Hey all, recently swapped from Intel (an nice old HP Z820) to a Ryzen 3900x, basically porting all the core hardware across. However, I can’t get my passthrough working on windows, even though it was flawless before on the intel chip.
So, I’m running:
3900x / Vega 56 (Sapphire) / Asus WS X570 Pro / Nvidia K600 for host
I’m running a K600 in slot 3, and the Vega 56 in slot 1. The bios is set to slot 3 in the only place I can find.
I get the following error from Qemu on startup, but not every time (?):
Failed to mmap 0000:0d:00.0 BAR 0. Performance may be slow
Windows just hangs on boot (I can see via VNC), and nothing appears on the screen. No idea how to debug this. So, installed ubuntu in a VM, added the GPU. It doesn’t crash, but doesn’t use the GPU. It’s listed in lspci in the vm. In dmesg in that vm, I get the following:
[ 2.704245] amdgpu 0000:01:00.0: remove_conflicting_pci_framebuffers: bar 0: 0xd0000000 -> 0xdfffffff
[ 2.704246] amdgpu 0000:01:00.0: remove_conflicting_pci_framebuffers: bar 2: 0xe0000000 -> 0xe01fffff
[ 2.704246] amdgpu 0000:01:00.0: remove_conflicting_pci_framebuffers: bar 5: 0xfe800000 -> 0xfe87ffff
So, disabling ACPI caused all kinda problems; the machine didn’t boot right as the K600 didn’t get an IRQ somehow.
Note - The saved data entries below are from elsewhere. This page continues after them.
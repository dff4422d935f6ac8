//! # Adapter Module
//!
//! The contract between the publisher and protocol plugins.
//!
//! A plugin is split in two halves:
//!
//! - [`AdapterFactory`] lives for the whole process and owns the connection
//!   lifecycle: `get_connection` for a server, `close_connection` at teardown,
//!   and `create_adapter` to build a per-channel adapter on a connection.
//! - [`ProtocolAdapter`] is created once per (channel, server) target. It is
//!   bound once at load time and then publishes every message routed to the
//!   channel.
//!
//! ```text
//! load_api ──► factory.get_connection(server) ──► Connection (shared)
//!          └─► factory.create_adapter(conn) ──► adapter.bind(channel, operation)
//! publish  ──► adapter.publish(envelope, message bindings) ──► Value
//! stop     ──► adapter.stop() ──► factory.close_connection(conn)
//! ```
//!
//! Connections are opaque [`Connection`] handles; each factory downcasts them
//! back to its own type.

mod core;

pub use self::core::{
    encode_payload, value_to_string, AdapterFactory, Connection, Envelope, ProtocolAdapter,
};
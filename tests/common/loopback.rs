//! In-process broker for the AMQP and Kafka connectors; records every
//! declaration and delivery instead of sending it.

use asyncapi_pub::plugins::amqp::{AmqpChannel, AmqpClient, AmqpConnector};
use asyncapi_pub::plugins::kafka::{KafkaConnector, KafkaProducer, KafkaRecord, ProducerConfig};
use asyncapi_pub::PublishError;
use async_trait::async_trait;
use serde_json::{json, Map, Value};
use std::sync::atomic::{AtomicBool, AtomicU64, Ordering};
use std::sync::{Arc, Mutex, MutexGuard, PoisonError};
use tracing::debug;

/// One message accepted by the loopback broker
#[derive(Debug, Clone, PartialEq)]
pub struct Delivery {
    pub protocol: &'static str,
    /// Queue, exchange or Kafka topic the message was sent to
    pub destination: String,
    /// AMQP routing key or Kafka record key
    pub key: Option<String>,
    pub partition: Option<i64>,
    pub payload: String,
    pub headers: Map<String, Value>,
    /// AMQP publish options (empty for Kafka)
    pub options: Map<String, Value>,
}

/// A queue or exchange declaration
#[derive(Debug, Clone, PartialEq)]
pub struct Declaration {
    pub name: String,
    /// Exchange type; `None` for queues
    pub kind: Option<String>,
    pub options: Map<String, Value>,
}

#[derive(Default)]
struct State {
    deliveries: Mutex<Vec<Delivery>>,
    exchanges: Mutex<Vec<Declaration>>,
    queues: Mutex<Vec<Declaration>>,
    connections: Mutex<Vec<String>>,
    producers: Mutex<Vec<ProducerConfig>>,
    open_connections: AtomicU64,
    open_channels: AtomicU64,
    offset: AtomicU64,
    failing: AtomicBool,
    failing_declarations: AtomicBool,
}

fn lock<T>(m: &Mutex<T>) -> MutexGuard<'_, T> {
    m.lock().unwrap_or_else(PoisonError::into_inner)
}

/// Shared handle to one in-process broker. Clones observe the same state.
#[derive(Clone, Default)]
pub struct LoopbackBroker {
    state: Arc<State>,
}

impl LoopbackBroker {
    #[must_use]
    pub fn new() -> Self {
        Self::default()
    }

    /// Make every subsequent send fail with a transport error
    pub fn set_failing(&self, failing: bool) {
        self.state.failing.store(failing, Ordering::SeqCst);
    }

    /// Make every subsequent exchange/queue assertion fail
    pub fn set_failing_declarations(&self, failing: bool) {
        self.state.failing_declarations.store(failing, Ordering::SeqCst);
    }

    fn check_declaration(&self, name: &str) -> Result<(), PublishError> {
        if self.state.failing_declarations.load(Ordering::SeqCst) {
            return Err(PublishError::transport("amqp", format!("cannot declare '{name}'")));
        }
        Ok(())
    }

    #[must_use]
    pub fn deliveries(&self) -> Vec<Delivery> {
        lock(&self.state.deliveries).clone()
    }

    #[must_use]
    pub fn exchanges(&self) -> Vec<Declaration> {
        lock(&self.state.exchanges).clone()
    }

    #[must_use]
    pub fn queues(&self) -> Vec<Declaration> {
        lock(&self.state.queues).clone()
    }

    /// URLs of every AMQP connection ever opened, in order
    #[must_use]
    pub fn connections(&self) -> Vec<String> {
        lock(&self.state.connections).clone()
    }

    /// Kafka producers ever created, in order
    #[must_use]
    pub fn producers(&self) -> Vec<ProducerConfig> {
        lock(&self.state.producers).clone()
    }

    /// AMQP connections plus Kafka producers not yet closed
    #[must_use]
    pub fn open_connections(&self) -> u64 {
        self.state.open_connections.load(Ordering::SeqCst)
    }

    #[must_use]
    pub fn open_channels(&self) -> u64 {
        self.state.open_channels.load(Ordering::SeqCst)
    }

    fn record(&self, protocol: &'static str, delivery: Delivery) -> Result<u64, PublishError> {
        if self.state.failing.load(Ordering::SeqCst) {
            return Err(PublishError::transport(protocol, "loopback broker is failing"));
        }
        debug!(protocol, destination = %delivery.destination, "Loopback delivery");
        lock(&self.state.deliveries).push(delivery);
        Ok(self.state.offset.fetch_add(1, Ordering::SeqCst))
    }
}

#[async_trait]
impl AmqpConnector for LoopbackBroker {
    async fn connect(&self, url: &str) -> Result<Arc<dyn AmqpClient>, PublishError> {
        lock(&self.state.connections).push(url.to_string());
        self.state.open_connections.fetch_add(1, Ordering::SeqCst);
        Ok(Arc::new(LoopbackAmqpClient {
            broker: self.clone(),
            closed: AtomicBool::new(false),
        }))
    }
}

struct LoopbackAmqpClient {
    broker: LoopbackBroker,
    closed: AtomicBool,
}

#[async_trait]
impl AmqpClient for LoopbackAmqpClient {
    async fn create_channel(&self) -> Result<Box<dyn AmqpChannel>, PublishError> {
        if self.closed.load(Ordering::SeqCst) {
            return Err(PublishError::transport("amqp", "connection is closed"));
        }
        self.broker.state.open_channels.fetch_add(1, Ordering::SeqCst);
        Ok(Box::new(LoopbackAmqpChannel {
            broker: self.broker.clone(),
            closed: AtomicBool::new(false),
        }))
    }

    async fn close(&self) -> Result<(), PublishError> {
        if !self.closed.swap(true, Ordering::SeqCst) {
            self.broker.state.open_connections.fetch_sub(1, Ordering::SeqCst);
        }
        Ok(())
    }
}

struct LoopbackAmqpChannel {
    broker: LoopbackBroker,
    closed: AtomicBool,
}

#[async_trait]
impl AmqpChannel for LoopbackAmqpChannel {
    async fn assert_exchange(
        &self,
        name: &str,
        kind: &str,
        options: &Map<String, Value>,
    ) -> Result<(), PublishError> {
        self.broker.check_declaration(name)?;
        lock(&self.broker.state.exchanges).push(Declaration {
            name: name.to_string(),
            kind: Some(kind.to_string()),
            options: options.clone(),
        });
        Ok(())
    }

    async fn assert_queue(
        &self,
        name: &str,
        options: &Map<String, Value>,
    ) -> Result<(), PublishError> {
        self.broker.check_declaration(name)?;
        lock(&self.broker.state.queues).push(Declaration {
            name: name.to_string(),
            kind: None,
            options: options.clone(),
        });
        Ok(())
    }

    async fn send_to_queue(
        &self,
        queue: &str,
        content: &[u8],
        options: &Map<String, Value>,
    ) -> Result<bool, PublishError> {
        self.broker.record("amqp", amqp_delivery(queue, None, content, options))?;
        Ok(true)
    }

    async fn publish(
        &self,
        exchange: &str,
        routing_key: &str,
        content: &[u8],
        options: &Map<String, Value>,
    ) -> Result<bool, PublishError> {
        self.broker
            .record("amqp", amqp_delivery(exchange, Some(routing_key), content, options))?;
        Ok(true)
    }

    async fn close(&self) -> Result<(), PublishError> {
        if !self.closed.swap(true, Ordering::SeqCst) {
            self.broker.state.open_channels.fetch_sub(1, Ordering::SeqCst);
        }
        Ok(())
    }
}

fn amqp_delivery(
    destination: &str,
    routing_key: Option<&str>,
    content: &[u8],
    options: &Map<String, Value>,
) -> Delivery {
    let mut options = options.clone();
    let headers = match options.remove("headers") {
        Some(Value::Object(headers)) => headers,
        _ => Map::new(),
    };
    Delivery {
        protocol: "amqp",
        destination: destination.to_string(),
        key: routing_key.map(str::to_string),
        partition: None,
        payload: String::from_utf8_lossy(content).into_owned(),
        headers,
        options,
    }
}

#[async_trait]
impl KafkaConnector for LoopbackBroker {
    async fn producer(
        &self,
        config: &ProducerConfig,
    ) -> Result<Arc<dyn KafkaProducer>, PublishError> {
        lock(&self.state.producers).push(config.clone());
        self.state.open_connections.fetch_add(1, Ordering::SeqCst);
        Ok(Arc::new(LoopbackProducer {
            broker: self.clone(),
            connected: AtomicBool::new(true),
        }))
    }
}

struct LoopbackProducer {
    broker: LoopbackBroker,
    connected: AtomicBool,
}

#[async_trait]
impl KafkaProducer for LoopbackProducer {
    async fn send(&self, record: KafkaRecord) -> Result<Value, PublishError> {
        if !self.connected.load(Ordering::SeqCst) {
            return Err(PublishError::transport("kafka", "producer is disconnected"));
        }
        let partition = record.partition.unwrap_or(0);
        let topic = record.topic.clone();
        let offset = self.broker.record(
            "kafka",
            Delivery {
                protocol: "kafka",
                destination: record.topic,
                key: record.key,
                partition: record.partition,
                payload: record.value,
                headers: record.headers,
                options: Map::new(),
            },
        )?;
        Ok(json!([{
            "topicName": topic,
            "partition": partition,
            "errorCode": 0,
            "baseOffset": offset.to_string(),
        }]))
    }

    async fn disconnect(&self) -> Result<(), PublishError> {
        if self.connected.swap(false, Ordering::SeqCst) {
            self.broker.state.open_connections.fetch_sub(1, Ordering::SeqCst);
        }
        Ok(())
    }
}
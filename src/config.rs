//! # Publisher Configuration Module
//!
//! Environment-driven knobs for how topics are matched and which channels are
//! loaded.
//!
//! ## Environment Variables
//!
//! | Variable                        | Default | Meaning                                         |
//! |---------------------------------|---------|-------------------------------------------------|
//! | `ASYNCAPI_PUB_TOPIC_SEPARATOR`  | `/`     | Segment separator a parameter capture cannot span |
//! | `ASYNCAPI_PUB_CASE_SENSITIVE`   | `false` | Match literal topic segments case-sensitively   |
//! | `ASYNCAPI_PUB_STRICT_TOPICS`    | `false` | Reject a trailing separator on published topics |
//! | `ASYNCAPI_PUB_TAG`              | unset   | Only load channels whose operation has this tag |
//!
//! ## Usage
//!
//! ```rust
//! use asyncapi_pub::config::PublisherConfig;
//!
//! let config = PublisherConfig::from_env();
//! println!("separator: {}", config.topic.separator);
//! ```

use std::env;

/// How channel names are compiled into topic matchers.
#[derive(Debug, Clone, Copy, PartialEq, Eq)]
pub struct TopicOptions {
    /// Separator a `{param}` capture never crosses
    pub separator: char,
    /// Literal segments must match case-sensitively
    pub case_sensitive: bool,
    /// When false, one trailing separator on the topic is tolerated
    pub strict: bool,
}

impl Default for TopicOptions {
    fn default() -> Self {
        Self {
            separator: '/',
            case_sensitive: false,
            strict: false,
        }
    }
}

/// Publisher-wide configuration.
#[derive(Debug, Clone, Default, PartialEq, Eq)]
pub struct PublisherConfig {
    pub topic: TopicOptions,
    /// Tag filter applied when a load does not specify its own
    pub default_tag: Option<String>,
}

impl PublisherConfig {
    /// Load configuration from environment variables.
    pub fn from_env() -> Self {
        let defaults = TopicOptions::default();
        let separator = env::var("ASYNCAPI_PUB_TOPIC_SEPARATOR")
            .ok()
            .and_then(|val| {
                let mut chars = val.chars();
                match (chars.next(), chars.next()) {
                    (Some(c), None) => Some(c),
                    _ => None,
                }
            })
            .unwrap_or(defaults.separator);

        PublisherConfig {
            topic: TopicOptions {
                separator,
                case_sensitive: parse_flag("ASYNCAPI_PUB_CASE_SENSITIVE", defaults.case_sensitive),
                strict: parse_flag("ASYNCAPI_PUB_STRICT_TOPICS", defaults.strict),
            },
            default_tag: env::var("ASYNCAPI_PUB_TAG")
                .ok()
                .filter(|tag| !tag.trim().is_empty()),
        }
    }
}

fn parse_flag(name: &str, default: bool) -> bool {
    match env::var(name) {
        Ok(val) => match val.trim().to_ascii_lowercase().as_str() {
            "1" | "true" | "yes" | "on" => true,
            "0" | "false" | "no" | "off" => false,
            _ => default,
        },
        Err(_) => default,
    }
}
Reverted. Now trying to play with efifb=off / CSM mode.
Well, finally figured out that this card was being put in a D3 state, which stopped things working. I didn’t apply the gnif patch yet - I’m running 5.4…
Using a work around by removing the GPU + sound card part, suspending to ram, then rescanning. It’s kinda annoying…but it “works”.
Any better ideas? Any idea why I didn’t experience this on Intel?
Failed to map rom bar is the clue here. I hit the same problem on my rtx and GTX being in the first slot on Asus mobo. Basically it’s framebuffer’s fault. It is mapped to your first slot GPU and you should be seeing Asus logo on the screen connected to the GPU. Do video=efifb:off in grub or whatever boot parameters you use. After that you shouldn’t see the logo anymore and it should pass to vm without a problem. There are qemu hooks and scripts you can run to unbind framebuffer on vm start if you are interested. This is basically “passing boot GPU problem”
Thanks; trying that now. Think swapping a slot would avoid this? I’m a day ago, I changed to running the K600 in slot 1, and the Vega in slot 2 - didn’t change anything for me.
One last suggestion is to dump vbios from the card and provide that to the vm. Also it would help if you can post .xml config. Your dmesg shows something about vm bioses and looks like wrong one but I could be wrong. Also I just remembered, did you update your Asus mobo to the latest bios? There was a period when AGESA broke passthrough.
I don’t know. If it is actually d3 patch could help but I don’t know. It all sounds very weird on how it behaves. Latest kernel update to my host broke for me Nvidia cards initialization somehow. Now I need to do pci rescan and vfio driver assignment on vm start. Otherwise cards don’t even appear in lspci.
Ya; that’s the only other difference (other than intel -> amd), I’m now running 5.4 not 5.3. I’m gonna try a downgrade and see if that helps - seems weird this bug is specific to Ryzen, and not the GPU.
Yes, maybe downgrading to a known good linux build is a good idea. Latest kernel is absolute bonkers with it’s issues. I am running latest pop os which introduced weird PCI problems and the previous version had absolutely 0 issues. I am also running Ryzen (3950x in this case) on x570 (Asus hero 8) FYI.